[DATA Boundary: Start]

//! Bounded edit-distance lookup over the index vocabulary.

use parking_lot::RwLock;
use std::collections::HashMap;

/// Upper bound on tolerated edits, whatever the query length.
pub const MAX_FUZZY_DISTANCE: usize = 1;
/// Query tokens shorter than this never fuzzy-match.
pub const MIN_FUZZY_TOKEN_CHARS: usize = 3;

/// Finds vocabulary tokens close to a query token.
///
/// Pairwise distances are memoized for the matcher's lifetime, keyed by the
/// unordered pair, so each pair is computed at most once. The table is
/// nested by the smaller then the larger token so hits need no allocation.
#[derive(Debug, Default)]
pub struct FuzzyMatcher {
    distances: RwLock<HashMap<String, HashMap<String, usize>>>,
}

impl FuzzyMatcher {
    pub fn new() -> Self {
        Self::default()
    }

    /// Effective edit budget for a query token of `len` characters.
    pub fn max_distance(len: usize) -> usize {
        MAX_FUZZY_DISTANCE.min(len / 3)
    }

    /// Prefix (or exact) hits in vocabulary order when there are any;
    /// otherwise tokens within the edit budget, closest first.
    pub fn find_matches<'v>(&self, query: &str, vocabulary: &'v [String]) -> Vec<&'v str> {
        let query_len = query.chars().count();
        if query_len < MIN_FUZZY_TOKEN_CHARS {
            return Vec::new();
        }

        let prefixed: Vec<&str> = vocabulary
            .iter()
            .filter(|t| t.starts_with(query))
            .map(String::as_str)
            .collect();
        if !prefixed.is_empty() {
            return prefixed;
        }

        let max_distance = Self::max_distance(query_len);
        let mut scored: Vec<(usize, &str)> = vocabulary
            .iter()
            .filter(|t| t.chars().count().abs_diff(query_len) <= max_distance)
            .filter_map(|t| {
                let d = self.distance(query, t);
                (d <= max_distance).then_some((d, t.as_str()))
            })
            .collect();
        scored.sort_by_key(|(d, _)| *d);
        scored.into_iter().map(|(_, t)| t).collect()
    }

    /// Memoized, symmetric edit distance.
    pub fn distance(&self, a: &str, b: &str) -> usize {
        let (lo, hi) = if a <= b { (a, b) } else { (b, a) };
        if let Some(d) = self.distances.read().get(lo).and_then(|row| row.get(hi)) {
            return *d;
        }
        let d = levenshtein(lo, hi);
        *self
            .distances
            .write()
            .entry(lo.to_string())
            .or_default()
            .entry(hi.to_string())
            .or_insert(d)
    }

    pub fn cached_pairs(&self) -> usize {
        self.distances.read().values().map(HashMap::len).sum()
    }
}

/// Levenshtein distance over chars. Pairs whose lengths differ by more than
/// [`MAX_FUZZY_DISTANCE`] report `MAX_FUZZY_DISTANCE + 1` without filling the matrix.
pub fn levenshtein(a: &str, b: &str) -> usize {
    if a == b {
        return 0;
    }
    let a: Vec<char> = a.chars().collect();
    let b: Vec<char> = b.chars().collect();
    if a.is_empty() {
        return b.len();
    }
    if b.is_empty() {
        return a.len();
    }
    if a.len().abs_diff(b.len()) > MAX_FUZZY_DISTANCE {
        return MAX_FUZZY_DISTANCE + 1;
    }

    let mut prev: Vec<usize> = (0..=b.len()).collect();
    let mut curr = vec![0; b.len() + 1];
    for (i, ca) in a.iter().enumerate() {
        curr[0] = i + 1;
        for (j, cb) in b.iter().enumerate() {
            let cost = usize::from(ca != cb);
            curr[j + 1] = (prev[j + 1] + 1).min(curr[j] + 1).min(prev[j] + cost);
        }
        std::mem::swap(&mut prev, &mut curr);
    }
    prev[b.len()]
}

[DATA Boundary: End]

→ **EXERCISE AIM**: Scan the records for lines that hold "read", and reproduce each one you find.

→ **EXERCISE RESULT**:
        if let Some(d) = self.distances.read().get(lo).and_then(|row| row.get(hi)) {
        self.distances.read().values().map(HashMap::len).sum()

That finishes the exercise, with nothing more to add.